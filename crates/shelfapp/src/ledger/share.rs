use super::short_hex;
use crate::error::{Result, ShelfError};
use crate::fsops;
use crate::model::{ShareEntry, ShareRecord, ShareStatus, now_timestamp};
use crate::paths::base_name;
use crate::store::{JsonFileBackend, RecordBackend, RecordStore};
use std::path::PathBuf;

/// Attempts at drawing a free token before giving up with `IdExhausted`.
pub const MAX_TOKEN_ATTEMPTS: usize = 64;

type TokenSource = Box<dyn Fn() -> String + Send + Sync>;

/// Ledger of public share grants.
///
/// Tokens are only six hex characters, so generation checks the current key
/// set and redraws on collision.
pub struct ShareLedger<B = JsonFileBackend> {
    store: RecordStore<ShareRecord, B>,
    storage_root: PathBuf,
    tokens: TokenSource,
}

impl<B: RecordBackend<ShareRecord>> ShareLedger<B> {
    pub fn open(backend: B, storage_root: impl Into<PathBuf>) -> Self {
        Self {
            store: RecordStore::open(backend),
            storage_root: storage_root.into(),
            tokens: Box::new(short_hex),
        }
    }

    /// Replace the random token generator.
    pub fn with_token_source(mut self, source: impl Fn() -> String + Send + Sync + 'static) -> Self {
        self.tokens = Box::new(source);
        self
    }

    pub fn store(&self) -> &RecordStore<ShareRecord, B> {
        &self.store
    }

    /// Create a share for `rel_path` and return its token.
    ///
    /// Whether the target is a directory is captured now and never re-checked.
    pub fn create(&self, rel_path: &str) -> Result<String> {
        let is_dir = self.storage_root.join(rel_path).is_dir();
        let record = ShareRecord {
            file_path: rel_path.to_string(),
            file_name: base_name(rel_path),
            is_dir,
            created_at: now_timestamp(),
            downloads: 0,
        };

        // Draw under the store lock so the free-token check and the insert
        // cannot interleave with another create.
        let id = self.store.update(|records| {
            let id = (0..MAX_TOKEN_ATTEMPTS)
                .map(|_| (self.tokens)())
                .find(|token| !records.contains_key(token))?;
            records.insert(id.clone(), record);
            Some(id)
        })?;

        let id = id.ok_or(ShelfError::IdExhausted(MAX_TOKEN_ATTEMPTS))?;
        tracing::info!(share_id = %id, path = %rel_path, "Created share");
        Ok(id)
    }

    /// Remove a share. `false` means there was nothing to cancel.
    pub fn cancel(&self, id: &str) -> Result<bool> {
        let removed = self.store.update(|records| records.remove(id).is_some())?;
        if removed {
            tracing::info!(share_id = %id, "Cancelled share");
        }
        Ok(removed)
    }

    /// Pure lookup. Does not count as a download.
    pub fn resolve(&self, id: &str) -> Option<ShareRecord> {
        self.store.get(id)
    }

    /// Count one completed transfer and return the new total.
    pub fn register_download(&self, id: &str) -> Result<u64> {
        let count = self.store.update(|records| {
            records.get_mut(id).map(|record| {
                record.downloads = record.downloads.saturating_add(1);
                record.downloads
            })
        })?;
        count.ok_or_else(|| ShelfError::ShareNotFound(id.to_string()))
    }

    /// `normal` while the target is still reachable under the storage root.
    pub fn status_of(&self, record: &ShareRecord) -> ShareStatus {
        if fsops::reachable(&self.storage_root.join(&record.file_path)) {
            ShareStatus::Normal
        } else {
            ShareStatus::Lost
        }
    }

    /// All shares with live status, newest first.
    pub fn list(&self) -> Vec<ShareEntry> {
        let snapshot = self.store.snapshot();
        let mut entries: Vec<ShareEntry> = snapshot
            .into_iter()
            .map(|(id, record)| ShareEntry {
                status: self.status_of(&record),
                id,
                name: record.file_name,
                path: record.file_path,
                created_at: record.created_at,
                downloads: record.downloads,
                is_dir: record.is_dir,
            })
            .collect();
        entries.sort_by(|a, b| b.created_at.cmp(&a.created_at).then_with(|| a.id.cmp(&b.id)));
        entries
    }
}

#[cfg(test)]
mod tests {
    use super::*;
    use crate::store::MemBackend;
    use std::collections::HashSet;
    use std::fs;
    use std::sync::Mutex;
    use tempfile::TempDir;

    fn ledger(root: &TempDir) -> ShareLedger<MemBackend<ShareRecord>> {
        ShareLedger::open(MemBackend::new(), root.path())
    }

    #[test]
    fn create_snapshots_target_kind() {
        let root = TempDir::new().unwrap();
        fs::create_dir(root.path().join("photos")).unwrap();
        fs::write(root.path().join("photos/cat.jpg"), b"meow").unwrap();
        let ledger = ledger(&root);

        let dir_id = ledger.create("photos").unwrap();
        let file_id = ledger.create("photos/cat.jpg").unwrap();

        let dir = ledger.resolve(&dir_id).unwrap();
        assert!(dir.is_dir);
        let file = ledger.resolve(&file_id).unwrap();
        assert!(!file.is_dir);
        assert_eq!(file.file_name, "cat.jpg");
        assert_eq!(file.downloads, 0);
    }

    #[test]
    fn rapid_creates_never_share_an_id() {
        let root = TempDir::new().unwrap();
        let ledger = ledger(&root);

        let ids: Vec<String> = (0..500).map(|_| ledger.create("a.txt").unwrap()).collect();
        let unique: HashSet<&String> = ids.iter().collect();
        assert_eq!(unique.len(), ids.len());
        assert_eq!(ledger.store().len(), 500);
    }

    #[test]
    fn colliding_tokens_are_redrawn() {
        let root = TempDir::new().unwrap();
        let draws = Mutex::new(vec!["bbbbbb", "aaaaaa", "aaaaaa", "aaaaaa"]);
        let ledger = ledger(&root).with_token_source(move || {
            draws.lock().unwrap().pop().unwrap_or("cccccc").to_string()
        });

        let first = ledger.create("a.txt").unwrap();
        let second = ledger.create("b.txt").unwrap();

        assert_eq!(first, "aaaaaa");
        assert_eq!(second, "bbbbbb");
    }

    #[test]
    fn exhausted_token_space_signals_retry() {
        let root = TempDir::new().unwrap();
        let ledger = ledger(&root).with_token_source(|| "ffffff".to_string());

        ledger.create("a.txt").unwrap();
        let err = ledger.create("b.txt").unwrap_err();

        assert!(matches!(err, ShelfError::IdExhausted(MAX_TOKEN_ATTEMPTS)));
        assert_eq!(ledger.store().len(), 1);
    }

    #[test]
    fn cancel_reports_whether_anything_was_removed() {
        let root = TempDir::new().unwrap();
        let ledger = ledger(&root);
        let id = ledger.create("a.txt").unwrap();

        assert!(ledger.cancel(&id).unwrap());
        assert!(!ledger.cancel(&id).unwrap());
        assert!(ledger.resolve(&id).is_none());
    }

    #[test]
    fn downloads_only_move_on_register() {
        let root = TempDir::new().unwrap();
        let ledger = ledger(&root);
        let id = ledger.create("a.txt").unwrap();

        for _ in 0..3 {
            ledger.resolve(&id);
        }
        assert_eq!(ledger.resolve(&id).unwrap().downloads, 0);

        assert_eq!(ledger.register_download(&id).unwrap(), 1);
        ledger.resolve(&id);
        assert_eq!(ledger.register_download(&id).unwrap(), 2);
        assert_eq!(ledger.resolve(&id).unwrap().downloads, 2);
    }

    #[test]
    fn register_download_on_unknown_share() {
        let root = TempDir::new().unwrap();
        let ledger = ledger(&root);
        assert!(matches!(
            ledger.register_download("nope"),
            Err(ShelfError::ShareNotFound(_))
        ));
    }

    #[test]
    fn list_derives_liveness() {
        let root = TempDir::new().unwrap();
        fs::write(root.path().join("here.txt"), b"x").unwrap();
        let ledger = ledger(&root);

        let here = ledger.create("here.txt").unwrap();
        let gone = ledger.create("gone.txt").unwrap();

        let entries = ledger.list();
        let status = |id: &str| entries.iter().find(|e| e.id == id).unwrap().status;
        assert_eq!(status(&here), ShareStatus::Normal);
        assert_eq!(status(&gone), ShareStatus::Lost);

        fs::remove_file(root.path().join("here.txt")).unwrap();
        let entries = ledger.list();
        assert!(entries.iter().all(|e| e.status == ShareStatus::Lost));
        assert_eq!(entries.len(), 2);
    }

    #[cfg(unix)]
    #[test]
    fn dangling_symlink_is_lost() {
        let root = TempDir::new().unwrap();
        std::os::unix::fs::symlink(root.path().join("target.txt"), root.path().join("link.txt")).unwrap();
        let ledger = ledger(&root);

        let id = ledger.create("link.txt").unwrap();
        let record = ledger.resolve(&id).unwrap();
        assert_eq!(ledger.status_of(&record), ShareStatus::Lost);

        fs::write(root.path().join("target.txt"), b"x").unwrap();
        assert_eq!(ledger.status_of(&record), ShareStatus::Normal);
    }
}
//! # Shelf Architecture
//!
//! Shelf is the core of a self-hosted file manager: everything that happens
//! to files under one storage root, minus the web layer. Callers (the `shelf`
//! CLI, an HTTP server) own routing, authentication and rendering; this crate
//! owns the file lifecycle.
//!
//! ## Layers
//!
//! ```text
//! ┌─────────────────────────────────────────────────────────────┐
//! │  Caller (the shelf CLI, a web layer)                        │
//! │  - Parses requests, renders output, maps errors to exits    │
//! └─────────────────────────────────────────────────────────────┘
//!                              │
//!                              ▼
//! ┌─────────────────────────────────────────────────────────────┐
//! │  API (api.rs)                                               │
//! │  - Owns layout, ledgers and the archive engine              │
//! │  - Confines caller paths to the storage root                │
//! └─────────────────────────────────────────────────────────────┘
//!                              │
//!                              ▼
//! ┌─────────────────────────────────────────────────────────────┐
//! │  Commands (commands/*.rs)           Archive engine (archive/)│
//! │  - Trash, share and file workflows  - Job queue and workers  │
//! └─────────────────────────────────────────────────────────────┘
//!                              │
//!                              ▼
//! ┌─────────────────────────────────────────────────────────────┐
//! │  Ledgers (ledger/) on the record store (store/)             │
//! │  - One JSON file per ledger, rewritten atomically           │
//! └─────────────────────────────────────────────────────────────┘
//! ```
//!
//! ## Durability
//!
//! Each ledger is one JSON object file keyed by id. Every mutation rewrites
//! the whole file through a synced temp file and a rename, so readers see
//! either the old or the new mapping. A file that cannot be parsed is treated
//! as empty and logged.
//!
//! ## Concurrency
//!
//! Ledger calls run on the caller's thread; each store serializes its own
//! writers. Archive jobs run on the engine's worker threads and publish
//! progress to a job board that callers poll by id.
//!
//! ## Module Overview
//!
//! - [`api`]: the caller-facing facade
//! - [`commands`]: file, trash and share workflows
//! - [`ledger`]: trash and share ledgers
//! - [`store`]: generic durable record store
//! - [`archive`]: background archive jobs
//! - [`config`]: `config.json` and environment overrides
//! - [`paths`], [`fsops`], [`size`], [`model`], [`error`]: shared plumbing

pub mod api;
pub mod archive;
pub mod commands;
pub mod config;
pub mod error;
pub mod fsops;
pub mod ledger;
pub mod model;
pub mod paths;
pub mod size;
pub mod store;

#[cfg(test)]
pub(crate) mod test_utils;

pub use api::ShelfApi;
pub use config::ShelfConfig;
pub use error::{Result, ShelfError};
//! # CLI Layer
//!
//! One possible caller of `shelfapp`, standing in for a web front end. This
//! is the only place that knows about stdout, stderr and exit codes.
//!
//! ## Structure
//!
//! - [`setup`]: clap definitions
//! - [`commands`]: `run()`, config resolution and per-command handlers
//! - [`render`]: turning results into terminal text
//! - [`logging`]: `tracing` subscriber setup

mod commands;
mod logging;
mod render;
mod setup;

pub use commands::{Outcome, run};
* * *
- [Task objective] Everything above from the line with "use crate::fsops;" to the line with "Attempts at drawing", both included, must be repeated exactly, and nothing outside that range.

- [The completed task]
use crate::fsops;
use crate::model::{ShareEntry, ShareRecord, ShareStatus, now_timestamp};
use crate::paths::base_name;
use crate::store::{JsonFileBackend, RecordBackend, RecordStore};
use std::path::PathBuf;

/// Attempts at drawing a free token before giving up with `IdExhausted`.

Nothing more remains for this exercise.